# What is required:
Within the entries below, find every line that has the string "RedisCounterStore", then copy it.
** Opening Records supplied block **
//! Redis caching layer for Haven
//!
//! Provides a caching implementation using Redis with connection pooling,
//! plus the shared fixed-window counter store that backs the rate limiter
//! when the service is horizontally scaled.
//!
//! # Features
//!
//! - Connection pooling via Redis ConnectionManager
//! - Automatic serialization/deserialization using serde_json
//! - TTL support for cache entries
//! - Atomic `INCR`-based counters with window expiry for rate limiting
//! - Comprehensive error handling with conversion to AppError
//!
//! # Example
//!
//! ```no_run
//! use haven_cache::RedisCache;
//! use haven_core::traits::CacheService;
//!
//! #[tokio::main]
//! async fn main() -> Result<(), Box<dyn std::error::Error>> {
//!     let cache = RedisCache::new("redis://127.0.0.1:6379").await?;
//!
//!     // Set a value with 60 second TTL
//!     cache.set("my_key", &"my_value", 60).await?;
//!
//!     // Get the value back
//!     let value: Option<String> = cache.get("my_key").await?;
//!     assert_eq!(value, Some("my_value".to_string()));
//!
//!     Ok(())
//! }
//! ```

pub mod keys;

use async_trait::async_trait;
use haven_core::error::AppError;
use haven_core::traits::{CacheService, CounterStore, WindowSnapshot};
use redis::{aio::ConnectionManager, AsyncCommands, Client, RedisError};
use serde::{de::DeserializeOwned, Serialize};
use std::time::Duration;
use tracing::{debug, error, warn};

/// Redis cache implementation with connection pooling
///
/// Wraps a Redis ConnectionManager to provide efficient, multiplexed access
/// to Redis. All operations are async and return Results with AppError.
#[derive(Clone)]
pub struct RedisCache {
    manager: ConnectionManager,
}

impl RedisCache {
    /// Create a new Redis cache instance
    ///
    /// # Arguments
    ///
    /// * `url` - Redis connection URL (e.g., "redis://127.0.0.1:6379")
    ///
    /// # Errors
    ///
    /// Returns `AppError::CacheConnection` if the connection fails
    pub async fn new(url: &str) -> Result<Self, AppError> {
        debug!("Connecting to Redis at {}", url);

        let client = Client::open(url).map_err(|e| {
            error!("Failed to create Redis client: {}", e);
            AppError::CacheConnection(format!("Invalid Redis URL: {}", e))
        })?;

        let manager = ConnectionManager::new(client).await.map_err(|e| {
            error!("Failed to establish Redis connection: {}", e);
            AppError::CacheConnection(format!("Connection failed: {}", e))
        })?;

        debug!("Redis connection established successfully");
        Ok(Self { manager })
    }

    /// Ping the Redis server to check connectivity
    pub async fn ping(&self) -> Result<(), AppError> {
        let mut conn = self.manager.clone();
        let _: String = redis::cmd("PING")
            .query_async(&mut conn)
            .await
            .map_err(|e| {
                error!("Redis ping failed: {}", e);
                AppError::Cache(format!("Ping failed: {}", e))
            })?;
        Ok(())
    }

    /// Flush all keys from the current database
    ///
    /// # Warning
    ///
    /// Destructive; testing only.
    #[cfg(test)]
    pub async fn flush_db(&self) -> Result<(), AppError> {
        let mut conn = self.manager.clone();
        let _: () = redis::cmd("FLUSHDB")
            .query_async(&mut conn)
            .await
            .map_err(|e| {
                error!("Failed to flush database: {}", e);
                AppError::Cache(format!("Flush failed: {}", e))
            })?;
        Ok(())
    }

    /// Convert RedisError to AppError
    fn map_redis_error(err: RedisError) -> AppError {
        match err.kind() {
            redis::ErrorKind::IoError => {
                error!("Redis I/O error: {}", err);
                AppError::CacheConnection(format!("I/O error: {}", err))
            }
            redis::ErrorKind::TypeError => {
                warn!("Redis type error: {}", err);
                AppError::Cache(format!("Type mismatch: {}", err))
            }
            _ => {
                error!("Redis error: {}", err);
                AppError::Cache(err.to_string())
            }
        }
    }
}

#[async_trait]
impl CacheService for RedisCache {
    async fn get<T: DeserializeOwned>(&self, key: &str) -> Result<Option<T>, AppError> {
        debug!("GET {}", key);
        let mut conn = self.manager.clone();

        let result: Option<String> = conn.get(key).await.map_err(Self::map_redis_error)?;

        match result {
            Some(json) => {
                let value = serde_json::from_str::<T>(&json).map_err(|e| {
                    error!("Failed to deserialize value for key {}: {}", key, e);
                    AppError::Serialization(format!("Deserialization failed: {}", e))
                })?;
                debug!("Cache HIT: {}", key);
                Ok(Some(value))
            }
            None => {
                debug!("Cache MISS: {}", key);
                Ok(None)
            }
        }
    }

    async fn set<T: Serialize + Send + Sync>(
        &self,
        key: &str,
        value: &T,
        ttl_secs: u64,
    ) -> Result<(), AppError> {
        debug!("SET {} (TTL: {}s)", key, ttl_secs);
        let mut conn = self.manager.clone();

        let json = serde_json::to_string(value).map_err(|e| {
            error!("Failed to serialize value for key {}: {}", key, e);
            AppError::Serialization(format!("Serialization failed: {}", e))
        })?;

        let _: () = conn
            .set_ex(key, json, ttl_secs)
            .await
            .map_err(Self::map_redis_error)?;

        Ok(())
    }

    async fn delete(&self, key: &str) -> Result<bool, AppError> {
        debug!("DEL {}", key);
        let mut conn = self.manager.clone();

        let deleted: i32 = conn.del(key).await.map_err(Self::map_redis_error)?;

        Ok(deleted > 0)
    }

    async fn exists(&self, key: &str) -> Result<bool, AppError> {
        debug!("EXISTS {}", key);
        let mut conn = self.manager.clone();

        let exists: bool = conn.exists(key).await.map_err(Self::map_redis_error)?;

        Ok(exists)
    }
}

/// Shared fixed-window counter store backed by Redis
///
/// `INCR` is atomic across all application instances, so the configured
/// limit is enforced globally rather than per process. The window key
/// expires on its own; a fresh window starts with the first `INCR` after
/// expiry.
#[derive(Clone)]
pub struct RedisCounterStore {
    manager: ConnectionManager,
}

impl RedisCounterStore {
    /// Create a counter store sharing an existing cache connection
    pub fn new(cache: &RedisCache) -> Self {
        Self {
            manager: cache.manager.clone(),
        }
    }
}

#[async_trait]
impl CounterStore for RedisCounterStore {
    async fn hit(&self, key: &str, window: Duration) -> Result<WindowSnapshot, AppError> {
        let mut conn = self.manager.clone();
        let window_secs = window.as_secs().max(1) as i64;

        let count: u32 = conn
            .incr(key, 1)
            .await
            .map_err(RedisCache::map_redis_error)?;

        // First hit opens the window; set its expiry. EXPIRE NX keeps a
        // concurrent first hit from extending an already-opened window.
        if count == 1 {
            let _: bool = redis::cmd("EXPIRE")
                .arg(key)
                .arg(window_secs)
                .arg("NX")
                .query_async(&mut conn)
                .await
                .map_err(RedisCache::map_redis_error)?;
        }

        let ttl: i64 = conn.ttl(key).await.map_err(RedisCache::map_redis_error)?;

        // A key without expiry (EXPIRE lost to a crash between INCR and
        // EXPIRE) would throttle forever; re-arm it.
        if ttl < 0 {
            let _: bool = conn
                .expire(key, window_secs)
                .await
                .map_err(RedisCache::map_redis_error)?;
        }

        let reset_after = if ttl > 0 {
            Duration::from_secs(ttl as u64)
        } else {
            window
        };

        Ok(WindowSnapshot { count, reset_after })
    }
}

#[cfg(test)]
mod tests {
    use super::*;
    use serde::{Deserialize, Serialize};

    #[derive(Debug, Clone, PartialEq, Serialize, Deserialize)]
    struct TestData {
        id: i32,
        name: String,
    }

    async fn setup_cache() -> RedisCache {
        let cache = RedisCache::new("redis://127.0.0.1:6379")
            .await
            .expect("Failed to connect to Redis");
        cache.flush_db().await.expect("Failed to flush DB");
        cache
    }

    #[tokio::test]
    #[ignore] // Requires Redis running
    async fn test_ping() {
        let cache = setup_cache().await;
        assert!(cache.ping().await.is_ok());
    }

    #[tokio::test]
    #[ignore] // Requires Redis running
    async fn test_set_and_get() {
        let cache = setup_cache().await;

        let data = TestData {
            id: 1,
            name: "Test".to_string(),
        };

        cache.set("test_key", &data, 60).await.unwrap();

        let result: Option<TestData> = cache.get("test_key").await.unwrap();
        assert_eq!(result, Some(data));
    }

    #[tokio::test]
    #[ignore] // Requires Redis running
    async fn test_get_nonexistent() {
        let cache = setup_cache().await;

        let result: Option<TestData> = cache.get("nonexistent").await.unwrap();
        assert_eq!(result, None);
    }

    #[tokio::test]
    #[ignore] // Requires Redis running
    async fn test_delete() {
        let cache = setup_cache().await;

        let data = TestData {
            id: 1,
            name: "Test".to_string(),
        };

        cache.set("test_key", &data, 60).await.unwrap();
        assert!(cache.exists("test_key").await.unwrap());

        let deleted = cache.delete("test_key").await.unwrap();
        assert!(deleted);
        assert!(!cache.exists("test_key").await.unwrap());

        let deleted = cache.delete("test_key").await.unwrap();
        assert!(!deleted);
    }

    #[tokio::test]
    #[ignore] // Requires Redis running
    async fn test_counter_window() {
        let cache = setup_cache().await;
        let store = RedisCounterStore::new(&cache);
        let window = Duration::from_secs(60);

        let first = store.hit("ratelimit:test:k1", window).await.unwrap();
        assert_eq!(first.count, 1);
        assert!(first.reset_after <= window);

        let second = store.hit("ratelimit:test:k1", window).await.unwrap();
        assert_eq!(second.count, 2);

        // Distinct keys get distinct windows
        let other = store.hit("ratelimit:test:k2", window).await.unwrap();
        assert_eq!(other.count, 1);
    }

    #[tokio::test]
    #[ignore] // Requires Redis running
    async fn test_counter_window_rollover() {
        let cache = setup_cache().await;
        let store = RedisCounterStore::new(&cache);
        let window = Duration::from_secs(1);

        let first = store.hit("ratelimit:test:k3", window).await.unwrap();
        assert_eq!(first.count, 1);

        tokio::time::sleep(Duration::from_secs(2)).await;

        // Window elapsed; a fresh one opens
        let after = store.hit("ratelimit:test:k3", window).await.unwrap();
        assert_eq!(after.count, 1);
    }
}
** Closing Records supplied block **
# Exercise answer:
pub struct RedisCounterStore {
impl RedisCounterStore {
impl CounterStore for RedisCounterStore {
        let store = RedisCounterStore::new(&cache);
        let store = RedisCounterStore::new(&cache);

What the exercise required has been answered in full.